"We've all gone through a whole range of emotions," defensive coordinator John Chavis said today. "To be honest with you, I'm not sure I have things sorted out myself, in terms of where I am."
Offensive coordinator Dave Clawson admits that watching Fulmer tell the players in a Monday afternoon team meeting that he will not be back for 2009 was "one of the saddest things I've seen in 20 years of coaching. You could see how attached he is to the team and how attached the team is to him. That was hard to watch."
Still, Clawson believes the Vols will bounce back emotionally in time for Saturday's 1 o'clock kickoff vs. Wyoming.
"Our players have been resilient all year," he said. "And the players here love playing for Coach Fulmer. That's one thing that became very apparent my first month on the job."
Almost the entire Vol roster showed up for Monday's news conference. The sadness and frustration they exhibited underscored their respect for the outgoing head man.
"What you saw yesterday with all the players up here was not a scheme, not an act," Clawson said. "It was genuine. The players here love Coach Fulmer. For most of them, he's the reason they chose Tennessee. For a lot of them, it's the reason they stayed at Tennessee.
"He was emotional talking to the team and a lot players were very emotional when he talked to them. I think that's a huge testament to the type of coach and person he is."
Senior offensive tackle Ramon Foster all but guaranteed Monday afternoon that this team will not merely go through the motions the rest of the way.
"It's fighting," he said, adding that in spite of a 3-6 overall record and a 1-5 SEC mark, "You're not going to see any sad faces around here, any hanging heads. We're going to hold our heads up high.
"You don't hold your head down at Tennessee. That's not something we do here. We're going to continue to practice, work hard, study film and win games. That's what we do."

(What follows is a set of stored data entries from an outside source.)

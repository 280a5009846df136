// wglcore/src/debug.rs
//
//! Debug message callbacks.
//!
//! The driver never sees the application's callback. Each context owns one trampoline that the
//! driver is handed at registration time; the trampoline looks up the (callback, user data) pair
//! the application registered last and forwards the message to it.

use crate::driver::{GLenum, GLsizei, GLuint};
use crate::registry::ExtFunction;

use log::trace;
use std::fmt::{self, Debug, Formatter};
use std::sync::{Arc, Mutex, PoisonError};

/// The message block handed to an application debug callback.
#[derive(Clone, Copy, Debug)]
pub struct DebugMessageParams<'a> {
    /// `GL_DEBUG_SOURCE_*`, or the category for `GL_AMD_debug_output` callbacks.
    pub source: GLenum,
    /// `GL_DEBUG_TYPE_*`. Zero for `GL_AMD_debug_output` callbacks.
    pub ty: GLenum,
    /// The message identifier.
    pub id: GLuint,
    /// `GL_DEBUG_SEVERITY_*`.
    pub severity: GLenum,
    /// The length of `message` in bytes.
    pub length: GLsizei,
    /// The message text.
    pub message: &'a str,
    /// The opaque value passed along with the callback at registration time.
    pub user_data: usize,
}

/// An application debug callback.
pub type DebugProc = Arc<dyn Fn(&DebugMessageParams) + Send + Sync>;

/// The three entry points that register a debug callback.
#[derive(Clone, Copy, Debug, PartialEq, Eq)]
pub enum DebugCallbackFlavor {
    /// `glDebugMessageCallback` (`GL_KHR_debug`, core in 4.3).
    Khr,
    /// `glDebugMessageCallbackARB` (`GL_ARB_debug_output`).
    Arb,
    /// `glDebugMessageCallbackAMD` (`GL_AMD_debug_output`).
    Amd,
}

impl DebugCallbackFlavor {
    /// The driver entry point for this flavor.
    pub(crate) fn function(self) -> ExtFunction {
        match self {
            DebugCallbackFlavor::Khr => ExtFunction::GlDebugMessageCallback,
            DebugCallbackFlavor::Arb => ExtFunction::GlDebugMessageCallbackArb,
            DebugCallbackFlavor::Amd => ExtFunction::GlDebugMessageCallbackAmd,
        }
    }
}

type DebugSlot = Option<(DebugProc, usize)>;

/// The fixed callback a driver receives for one context.
///
/// Clones share the same registration.
#[derive(Clone)]
pub struct DebugTrampoline {
    slot: Arc<Mutex<DebugSlot>>,
}

impl DebugTrampoline {
    pub(crate) fn new() -> DebugTrampoline {
        DebugTrampoline { slot: Arc::new(Mutex::new(None)) }
    }

    pub(crate) fn set(&self, callback: Option<DebugProc>, user_data: usize) {
        let mut slot = self.slot.lock().unwrap_or_else(PoisonError::into_inner);
        *slot = callback.map(|callback| (callback, user_data));
    }

    /// Delivers one driver message to the application callback, if one is registered.
    pub fn call(&self, source: GLenum, ty: GLenum, id: GLuint, severity: GLenum, message: &str) {
        // Don't hold the lock while the application runs; it may register a new callback.
        let registered = self.slot.lock().unwrap_or_else(PoisonError::into_inner).clone();
        let (callback, user_data) = match registered {
            Some(registered) => registered,
            None => {
                trace!("dropping debug message {} with no callback registered", id);
                return;
            }
        };
        let params = DebugMessageParams {
            source,
            ty,
            id,
            severity,
            length: GLsizei::try_from(message.len()).unwrap_or(GLsizei::MAX),
            message,
            user_data,
        };
        callback(&params);
    }

    /// Returns true if both trampolines forward to the same registration.
    pub fn same_slot(&self, other: &DebugTrampoline) -> bool {
        Arc::ptr_eq(&self.slot, &other.slot)
    }
}

impl Debug for DebugTrampoline {
    fn fmt(&self, f: &mut Formatter) -> fmt::Result {
        let registered = self.slot.lock().unwrap_or_else(PoisonError::into_inner).is_some();
        f.debug_struct("DebugTrampoline").field("registered", &registered).finish()
    }
}
// wglcore/src/registry.rs
//
//! The registry of extension functions that `wglGetProcAddress` can hand out.
//!
//! The registry is a partial list: the WGL extension entry points, the functions the layer
//! calls itself, and a selection of commonly loaded GL extension functions. Any other name,
//! including a real GL function missing from this list, fails with `UnknownFunction`. Add a
//! line to the `extension_registry!` invocation to make a function resolvable.

/// One extension function known to the layer.
#[derive(Clone, Copy, Debug)]
pub struct RegistryEntry {
    /// The function name, e.g. `glGetStringi`.
    pub name: &'static str,
    /// The extensions that provide the function, separated by spaces. Any one of them is
    /// enough; `GL_VERSION_x_y` stands for core OpenGL x.y.
    pub extension: &'static str,
    /// The function's slot in a driver table.
    pub function: ExtFunction,
}

macro_rules! extension_registry {
    ($($variant:ident => $name:literal, $extension:literal;)*) => {
        /// Identifies an extension function, and its slot in every driver table.
        ///
        /// Variants are declared in the byte order of their names, so the discriminant is also
        /// the position in the registry.
        #[derive(Clone, Copy, Debug, PartialEq, Eq, Hash)]
        pub enum ExtFunction {
            $(
                #[doc = concat!("`", $name, "`")]
                $variant,
            )*
        }

        /// Every extension function, sorted by name.
        pub static EXTENSION_REGISTRY: &[RegistryEntry] = &[
            $(
                RegistryEntry {
                    name: $name,
                    extension: $extension,
                    function: ExtFunction::$variant,
                },
            )*
        ];
    };
}

extension_registry! {
    GlActiveTexture => "glActiveTexture", "GL_VERSION_1_3";
    GlActiveTextureArb => "glActiveTextureARB", "GL_ARB_multitexture";
    GlBindBuffer => "glBindBuffer", "GL_VERSION_1_5";
    GlBindBufferArb => "glBindBufferARB", "GL_ARB_vertex_buffer_object";
    GlBindFramebuffer => "glBindFramebuffer", "GL_ARB_framebuffer_object GL_VERSION_3_0";
    GlBindFramebufferExt => "glBindFramebufferEXT", "GL_EXT_framebuffer_object";
    GlBindVertexArray => "glBindVertexArray", "GL_ARB_vertex_array_object GL_VERSION_3_0";
    GlBlendEquation => "glBlendEquation", "GL_ARB_imaging GL_VERSION_1_4";
    GlBlendFuncSeparate => "glBlendFuncSeparate", "GL_VERSION_1_4";
    GlBufferData => "glBufferData", "GL_VERSION_1_5";
    GlBufferDataArb => "glBufferDataARB", "GL_ARB_vertex_buffer_object";
    GlCompileShader => "glCompileShader", "GL_VERSION_2_0";
    GlCompressedTexImage2D => "glCompressedTexImage2D", "GL_VERSION_1_3";
    GlCopyTexSubImage3D => "glCopyTexSubImage3D", "GL_VERSION_1_2";
    GlCopyTexSubImage3DExt => "glCopyTexSubImage3DEXT", "GL_EXT_copy_texture";
    GlCreateProgram => "glCreateProgram", "GL_VERSION_2_0";
    GlCreateShader => "glCreateShader", "GL_VERSION_2_0";
    GlDebugMessageCallback => "glDebugMessageCallback", "GL_KHR_debug GL_VERSION_4_3";
    GlDebugMessageCallbackAmd => "glDebugMessageCallbackAMD", "GL_AMD_debug_output";
    GlDebugMessageCallbackArb => "glDebugMessageCallbackARB", "GL_ARB_debug_output";
    GlDebugMessageControl => "glDebugMessageControl", "GL_KHR_debug GL_VERSION_4_3";
    GlDebugMessageInsert => "glDebugMessageInsert", "GL_KHR_debug GL_VERSION_4_3";
    GlDeleteBuffers => "glDeleteBuffers", "GL_VERSION_1_5";
    GlDeleteFramebuffers => "glDeleteFramebuffers", "GL_ARB_framebuffer_object GL_VERSION_3_0";
    GlDeleteVertexArrays => "glDeleteVertexArrays", "GL_ARB_vertex_array_object GL_VERSION_3_0";
    GlDrawArraysInstanced => "glDrawArraysInstanced", "GL_VERSION_3_1";
    GlDrawArraysInstancedArb => "glDrawArraysInstancedARB", "GL_ARB_draw_instanced";
    GlGenBuffers => "glGenBuffers", "GL_VERSION_1_5";
    GlGenFramebuffers => "glGenFramebuffers", "GL_ARB_framebuffer_object GL_VERSION_3_0";
    GlGenVertexArrays => "glGenVertexArrays", "GL_ARB_vertex_array_object GL_VERSION_3_0";
    GlGenerateMipmap => "glGenerateMipmap", "GL_ARB_framebuffer_object GL_VERSION_3_0";
    GlGetDebugMessageLog => "glGetDebugMessageLog", "GL_KHR_debug GL_VERSION_4_3";
    GlGetStringi => "glGetStringi", "GL_VERSION_3_0";
    GlLinkProgram => "glLinkProgram", "GL_VERSION_2_0";
    GlMapBuffer => "glMapBuffer", "GL_VERSION_1_5";
    GlShaderSource => "glShaderSource", "GL_VERSION_2_0";
    GlTexImage3D => "glTexImage3D", "GL_VERSION_1_2";
    GlTexImage3DExt => "glTexImage3DEXT", "GL_EXT_texture3D";
    GlUniform1f => "glUniform1f", "GL_VERSION_2_0";
    GlUseProgram => "glUseProgram", "GL_VERSION_2_0";
    GlVertexAttribDivisor => "glVertexAttribDivisor", "GL_VERSION_3_3";
    GlVertexAttribDivisorArb => "glVertexAttribDivisorARB", "GL_ARB_instanced_arrays";
    GlVertexAttribPointer => "glVertexAttribPointer", "GL_VERSION_2_0";
    WglBindTexImageArb => "wglBindTexImageARB", "WGL_ARB_render_texture";
    WglChoosePixelFormatArb => "wglChoosePixelFormatARB", "WGL_ARB_pixel_format";
    WglCreateContextAttribsArb => "wglCreateContextAttribsARB", "WGL_ARB_create_context";
    WglCreatePbufferArb => "wglCreatePbufferARB", "WGL_ARB_pbuffer";
    WglDestroyPbufferArb => "wglDestroyPbufferARB", "WGL_ARB_pbuffer";
    WglGetCurrentReadDcArb => "wglGetCurrentReadDCARB", "WGL_ARB_make_current_read";
    WglGetExtensionsStringArb => "wglGetExtensionsStringARB", "WGL_ARB_extensions_string";
    WglGetExtensionsStringExt => "wglGetExtensionsStringEXT", "WGL_EXT_extensions_string";
    WglGetPbufferDcArb => "wglGetPbufferDCARB", "WGL_ARB_pbuffer";
    WglGetPixelFormatAttribfvArb => "wglGetPixelFormatAttribfvARB", "WGL_ARB_pixel_format";
    WglGetPixelFormatAttribivArb => "wglGetPixelFormatAttribivARB", "WGL_ARB_pixel_format";
    WglGetSwapIntervalExt => "wglGetSwapIntervalEXT", "WGL_EXT_swap_control";
    WglMakeContextCurrentArb => "wglMakeContextCurrentARB", "WGL_ARB_make_current_read";
    WglQueryPbufferArb => "wglQueryPbufferARB", "WGL_ARB_pbuffer";
    WglReleasePbufferDcArb => "wglReleasePbufferDCARB", "WGL_ARB_pbuffer";
    WglReleaseTexImageArb => "wglReleaseTexImageARB", "WGL_ARB_render_texture";
    WglSetPbufferAttribArb => "wglSetPbufferAttribARB", "WGL_ARB_render_texture";
    WglSwapIntervalExt => "wglSwapIntervalEXT", "WGL_EXT_swap_control";
}

// Known-broken applications ask for a function whose extension the driver may not expose, when
// an equivalent function is available under another name.
static ALTERNATIVES: &[(&str, &str)] = &[
    // RuneScape
    ("glCopyTexSubImage3DEXT", "glCopyTexSubImage3D"),
    // Caffeine
    ("glVertexAttribDivisor", "glVertexAttribDivisorARB"),
];

impl ExtFunction {
    /// The slot of this function in a driver table.
    #[inline]
    pub fn index(self) -> usize {
        self as usize
    }

    /// The registry entry of this function.
    #[inline]
    pub fn entry(self) -> &'static RegistryEntry {
        &EXTENSION_REGISTRY[self.index()]
    }

    /// The function name.
    #[inline]
    pub fn name(self) -> &'static str {
        self.entry().name
    }
}

/// Finds a function by name.
///
/// Only registered functions are found; see the module docs.
pub fn lookup(name: &str) -> Option<&'static RegistryEntry> {
    EXTENSION_REGISTRY
        .binary_search_by(|entry| entry.name.cmp(name))
        .ok()
        .map(|index| &EXTENSION_REGISTRY[index])
}

/// Returns the name to try instead of `name` when the extension behind `name` is unsupported.
pub(crate) fn alternative(name: &str) -> Option<&'static str> {
    ALTERNATIVES
        .iter()
        .find(|&&(broken, _)| broken == name)
        .map(|&(_, alt)| alt)
}

#[cfg(test)]
mod tests {
    use super::*;

    #[test]
    fn test_registry_is_sorted_and_indexed() {
        for pair in EXTENSION_REGISTRY.windows(2) {
            assert!(pair[0].name < pair[1].name, "{} >= {}", pair[0].name, pair[1].name);
        }
        for (index, entry) in EXTENSION_REGISTRY.iter().enumerate() {
            assert_eq!(entry.function.index(), index);
        }
    }

    #[test]
    fn test_lookup() {
        let entry = lookup("glGetStringi").unwrap();
        assert_eq!(entry.function, ExtFunction::GlGetStringi);
        assert_eq!(entry.extension, "GL_VERSION_3_0");
        assert!(lookup("glGetString").is_none());
        assert!(lookup("").is_none());
    }

    #[test]
    fn test_alternatives_are_registered() {
        for &(name, alt) in ALTERNATIVES {
            assert!(lookup(name).is_some());
            assert!(lookup(alt).is_some());
        }
        assert_eq!(alternative("glCopyTexSubImage3DEXT"), Some("glCopyTexSubImage3D"));
        assert_eq!(alternative("glCopyTexSubImage3D"), None);
    }
}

Chavis, who has been Fulmer's top defensive aide the past 14 years, agreed, vowing that "We're going to finish the course and we're going to keep the faith."
Fulmer is convinced his players will be just as motivated in the season's final month as they were prior to his resignation.
"I would expect that they will be," he said. "They care very much about this staff and they care very much about trying to fix the problems that we have and finish this season up on as positive a note as it can be.
"I don't expect to see any drop-off in effort and, hopefully, (he will see) a real solid improvement from an execution standpoint offensively."
The head man bases this optimism on the toughness the Vols have shown in bouncing back throughout a season filled with disappointments.
"You worry about guys being lackadaisical or thinking about other things, saving themselves for pro football – things that come from immaturity or human nature – but you don't see that," Fulmer said. "You don't see that in our play in games. You don't see that in how we come back to practice."
Still, he may not get a true read on the emotional state of his players until later this week. Many are still numb from Monday's news.
"It was a shock," Foster said. "It was one of those things where your body drops. That's how it was. It was one of those deals where we didn't see it coming. You hear talk ... but you just don't expect this to come out now. It's unreal."
Even so, Foster is so certain Tennessee will win its three remaining games that he's already counting on extending his college career into December.
"We've got three games left in regulation and, including a bowl game after that, four," he said. "That (giving up) is just something you wouldn't expect from a Tennessee program."
Like many of his teammates, Foster was somewhat belligerent at Monday's news conference. If the Vols could channel that anger they might be able to finish the season with a flourish.
"I hope they would anyway, with all they've been through," Fulmer said. "Sometimes it takes an event of some sort to shake you a little bit. But our emotion and our effort hasn't really been a problem. It really hasn't."
Whereas an abundance of emotion might help the Vol defense, it could prove counterproductive to the Vol offense this weekend.
"You've got to go out and execute," Clawson said. "I think playing offensive football's always a little bit different than defensive. Sometimes on defense, with emotion, hustle and pursuit, you can cover up some mistakes. Offensively, you can't. You've got to be able to execute."
Even as a lame-duck coach, Fulmer insists he will be focused solely on the three remaining regular-season games in the weeks to come.
"I'm pretty good at that, actually," he said. "We all have to be. Any kind of distraction, you have to go back and focus on the task at hand – the team you're getting ready to play. I don't think our success rate would've been nearly as good as it has been if we weren't able to do that."